Stage

Christmas Comes to Houston Theater, Part I

Blake Weir and Skyler Sinclair in The Wickhams: Christmas at Pemberley.
Photo by Pin Lim / Forest Photography
Blake Weir and Skyler Sinclair in The Wickhams: Christmas at Pemberley.


The Wickhams: Christmas at Pemberley
You may have noticed that for the last few years Main Street Theater has had a little cottage industry humming away for the holiday season. It alternates Lauren Gunderson and Margot Melcon's two Christmas plays that feature the happily married Elizabeth Bennet and Fitzwilliam Darcy at their estate at Pemberley. Need I remind you that Lizzie and Mr. Darcy are the protagonists of Jane Austen's masterwork Pride and Prejudice (1813), one of the first novels to espouse feminist ideas in an era that did not espouse them.

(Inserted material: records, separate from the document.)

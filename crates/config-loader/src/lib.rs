use jsonschema::{Draft, JSONSchema};
use serde::{Deserialize, Serialize};
use serde_json::{Map, Value};
use std::fs;
use std::path::{Path, PathBuf};
use std::time::Duration;
use thiserror::Error;
use tracing::{debug, instrument};

pub mod secrets;
pub use secrets::{
    redact_secrets_in_config, resolve_secrets_in_config, EnvFileSecretProvider, SecretError,
    SecretProvider,
};

/// JSON Schema every backend config document must satisfy, after secret
/// references have been resolved.
pub const BACKEND_CONFIG_SCHEMA: &str = r#"{
    "$schema": "http://json-schema.org/draft-07/schema#",
    "type": "object",
    "properties": {
        "url": { "type": "string", "pattern": "^https?://" },
        "apiKey": { "type": "string", "minLength": 1 },
        "jwtSecret": { "type": "string", "minLength": 1 },
        "timeout": { "type": "string", "default": "30s" },
        "connectTimeout": { "type": "string", "default": "10s" },
        "maxRetries": { "type": "integer", "minimum": 1, "maximum": 10, "default": 3 }
    },
    "required": ["url", "apiKey"],
    "additionalProperties": false
}"#;

#[derive(Error, Debug)]
pub enum ConfigError {
    #[error("Config file not found: {path}")]
    ConfigFileNotFound { path: String },

    #[error("Schema compilation failed: {message}")]
    SchemaCompilationFailed { message: String },

    #[error("Config validation failed ({} error(s))", errors.len())]
    ValidationFailed { errors: Vec<ValidationError> },

    #[error("JSON parsing failed: {message}")]
    JsonParsingFailed { message: String },

    #[error("IO error: {message}")]
    IoError { message: String },

    #[error("Secret resolution failed: {error}")]
    SecretResolutionFailed { error: SecretError },

    #[error("Invalid duration for {field}: {message}")]
    InvalidDuration { field: String, message: String },
}

#[derive(Debug, Clone)]
pub struct ValidationError {
    pub json_pointer: String,
    pub message: String,
    pub schema_path: String,
}

/// Connection settings for the hosted backend (REST, auth, functions).
#[derive(Clone, PartialEq, Eq)]
pub struct BackendConfig {
    pub url: String,
    pub api_key: String,
    /// HS256 secret the backend signs access tokens with. Required by the
    /// admin server, optional for the CLI.
    pub jwt_secret: Option<String>,
    pub timeout: Duration,
    pub connect_timeout: Duration,
    pub max_retries: u32,
}

impl std::fmt::Debug for BackendConfig {
    fn fmt(&self, f: &mut std::fmt::Formatter<'_>) -> std::fmt::Result {
        f.debug_struct("BackendConfig")
            .field("url", &self.url)
            .field("api_key", &"***")
            .field("jwt_secret", &self.jwt_secret.as_ref().map(|_| "***"))
            .field("timeout", &self.timeout)
            .field("connect_timeout", &self.connect_timeout)
            .field("max_retries", &self.max_retries)
            .finish()
    }
}

#[derive(Debug, Deserialize, Serialize)]
#[serde(rename_all = "camelCase")]
struct RawBackendConfig {
    url: String,
    api_key: String,
    #[serde(default)]
    jwt_secret: Option<String>,
    #[serde(default = "default_timeout")]
    timeout: String,
    #[serde(default = "default_connect_timeout")]
    connect_timeout: String,
    #[serde(default = "default_max_retries")]
    max_retries: u32,
}

fn default_timeout() -> String {
    "30s".to_string()
}

fn default_connect_timeout() -> String {
    "10s".to_string()
}

fn default_max_retries() -> u32 {
    3
}

impl BackendConfig {
    /// Effective settings as JSON with credentials masked.
    pub fn redacted(&self) -> Value {
        let mut value = serde_json::json!({
            "url": self.url,
            "apiKey": self.api_key,
            "jwtSecret": self.jwt_secret,
            "timeout": humantime::format_duration(self.timeout).to_string(),
            "connectTimeout": humantime::format_duration(self.connect_timeout).to_string(),
            "maxRetries": self.max_retries,
        });
        redact_secrets_in_config(&mut value);
        value
    }

    fn from_raw(raw: RawBackendConfig) -> Result<Self, ConfigError> {
        Ok(Self {
            url: raw.url.trim_end_matches('/').to_string(),
            api_key: raw.api_key,
            jwt_secret: raw.jwt_secret.filter(|s| !s.is_empty()),
            timeout: parse_duration("timeout", &raw.timeout)?,
            connect_timeout: parse_duration("connectTimeout", &raw.connect_timeout)?,
            max_retries: raw.max_retries,
        })
    }
}

fn parse_duration(field: &str, raw: &str) -> Result<Duration, ConfigError> {
    humantime::parse_duration(raw).map_err(|e| ConfigError::InvalidDuration {
        field: field.to_string(),
        message: e.to_string(),
    })
}

pub struct ConfigManager {
    config_path: PathBuf,
}

impl ConfigManager {
    pub fn new() -> Self {
        Self {
            config_path: Self::find_config_path(),
        }
    }

    pub fn with_path(config_path: PathBuf) -> Self {
        Self { config_path }
    }

    pub fn config_path(&self) -> &Path {
        &self.config_path
    }

    fn find_config_path() -> PathBuf {
        if let Ok(path) = std::env::var("COPYDESK_CONFIG") {
            return PathBuf::from(path);
        }
        let local = PathBuf::from(".copydesk/backend.json");
        if local.exists() {
            return local;
        }
        dirs::config_dir()
            .map(|dir| dir.join("copydesk").join("backend.json"))
            .filter(|p| p.exists())
            .unwrap_or(local)
    }

    /// Loads the backend config from the config file when it exists, otherwise
    /// from `COPYDESK_*` environment variables.
    #[instrument(skip(self))]
    pub fn load_backend(&self) -> Result<BackendConfig, ConfigError> {
        self.load_backend_with_secrets(&EnvFileSecretProvider::new())
    }

    #[instrument(skip(self, provider))]
    pub fn load_backend_with_secrets<P: SecretProvider + ?Sized>(
        &self,
        provider: &P,
    ) -> Result<BackendConfig, ConfigError> {
        let mut value = if self.config_path.exists() {
            debug!("Loading backend config from {:?}", self.config_path);
            read_json(&self.config_path)?
        } else {
            debug!("No config file at {:?}, reading environment", self.config_path);
            backend_value_from_env()
        };

        resolve_secrets_in_config(&mut value, provider)
            .map_err(|e| ConfigError::SecretResolutionFailed { error: e })?;
        validate_backend_value(&value)?;

        let raw: RawBackendConfig =
            serde_json::from_value(value).map_err(|e| ConfigError::JsonParsingFailed {
                message: e.to_string(),
            })?;
        BackendConfig::from_raw(raw)
    }

    /// Validates an arbitrary file against the backend schema without loading it.
    pub fn validate_file(&self, path: &Path) -> Result<(), ConfigError> {
        self.validate_file_with_secrets(path, &EnvFileSecretProvider::new())
    }

    #[instrument(skip(self, provider))]
    pub fn validate_file_with_secrets<P: SecretProvider + ?Sized>(
        &self,
        path: &Path,
        provider: &P,
    ) -> Result<(), ConfigError> {
        if !path.exists() {
            return Err(ConfigError::ConfigFileNotFound {
                path: path.to_string_lossy().to_string(),
            });
        }
        let mut value = read_json(path)?;
        resolve_secrets_in_config(&mut value, provider)
            .map_err(|e| ConfigError::SecretResolutionFailed { error: e })?;
        validate_backend_value(&value)
    }
}

impl Default for ConfigManager {
    fn default() -> Self {
        Self::new()
    }
}

fn read_json(path: &Path) -> Result<Value, ConfigError> {
    let content = fs::read_to_string(path).map_err(|e| ConfigError::IoError {
        message: format!("Failed to read config file: {}", e),
    })?;
    serde_json::from_str(&content).map_err(|e| ConfigError::JsonParsingFailed {
        message: e.to_string(),
    })
}

fn backend_value_from_env() -> Value {
    let mut obj = Map::new();
    let string_vars = [
        ("url", "COPYDESK_BACKEND_URL"),
        ("apiKey", "COPYDESK_API_KEY"),
        ("jwtSecret", "COPYDESK_JWT_SECRET"),
        ("timeout", "COPYDESK_HTTP_TIMEOUT"),
        ("connectTimeout", "COPYDESK_CONNECT_TIMEOUT"),
    ];
    for (field, var) in string_vars {
        if let Some(v) = std::env::var(var).ok().filter(|v| !v.trim().is_empty()) {
            obj.insert(field.to_string(), Value::String(v));
        }
    }
    if let Ok(raw) = std::env::var("COPYDESK_MAX_RETRIES") {
        // Non-numeric input is left as a string so schema validation reports it.
        let v = raw
            .trim()
            .parse::<u64>()
            .map(Value::from)
            .unwrap_or(Value::String(raw));
        obj.insert("maxRetries".to_string(), v);
    }
    Value::Object(obj)
}

fn validate_backend_value(config: &Value) -> Result<(), ConfigError> {
    let schema_value: Value =
        serde_json::from_str(BACKEND_CONFIG_SCHEMA).map_err(|e| ConfigError::JsonParsingFailed {
            message: e.to_string(),
        })?;
    let schema = JSONSchema::options()
        .with_draft(Draft::Draft7)
        .compile(&schema_value)
        .map_err(|e| ConfigError::SchemaCompilationFailed {
            message: e.to_string(),
        })?;

    if let Err(errors) = schema.validate(config) {
        let errors = errors
            .map(|error| ValidationError {
                json_pointer: error.instance_path.to_string(),
                message: error.to_string(),
                schema_path: error.schema_path.to_string(),
            })
            .collect();
        return Err(ConfigError::ValidationFailed { errors });
    }
    Ok(())
}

Austen's classic is a social satire of the highest order that documents with wit and excessive charm the plight of those women of a certain class, unmarried and often of lower order, to find a suitable husband to prevent their imminent poverty. P & P is the embodiment of the Regency period flayed with piercing accuracy and wicked observation. It was a huge success upon publication and in subsequent printings, although Austen's name wasn't on it. Being a “lady writer,” it was deemed highly inappropriate to state so on the title page. Instead, the cover page meekly said, “By the author of Sense and Sensibility.”

Gunderson and Melcon have mined the Austen cache like California '49ers. Their two works, Miss Bennet: Christmas at Pemberley and The Wickams: Christmas at Pemberley, move the beloved original story forward by a few years and supply a not-so-discreet feminist slant for a modern update. It works fairly well, witness the huge success the plays have achieved. They are the most produced theater pieces in the country, especially at Christmas time, where Dickens and The Nutcracker have held sway for decades.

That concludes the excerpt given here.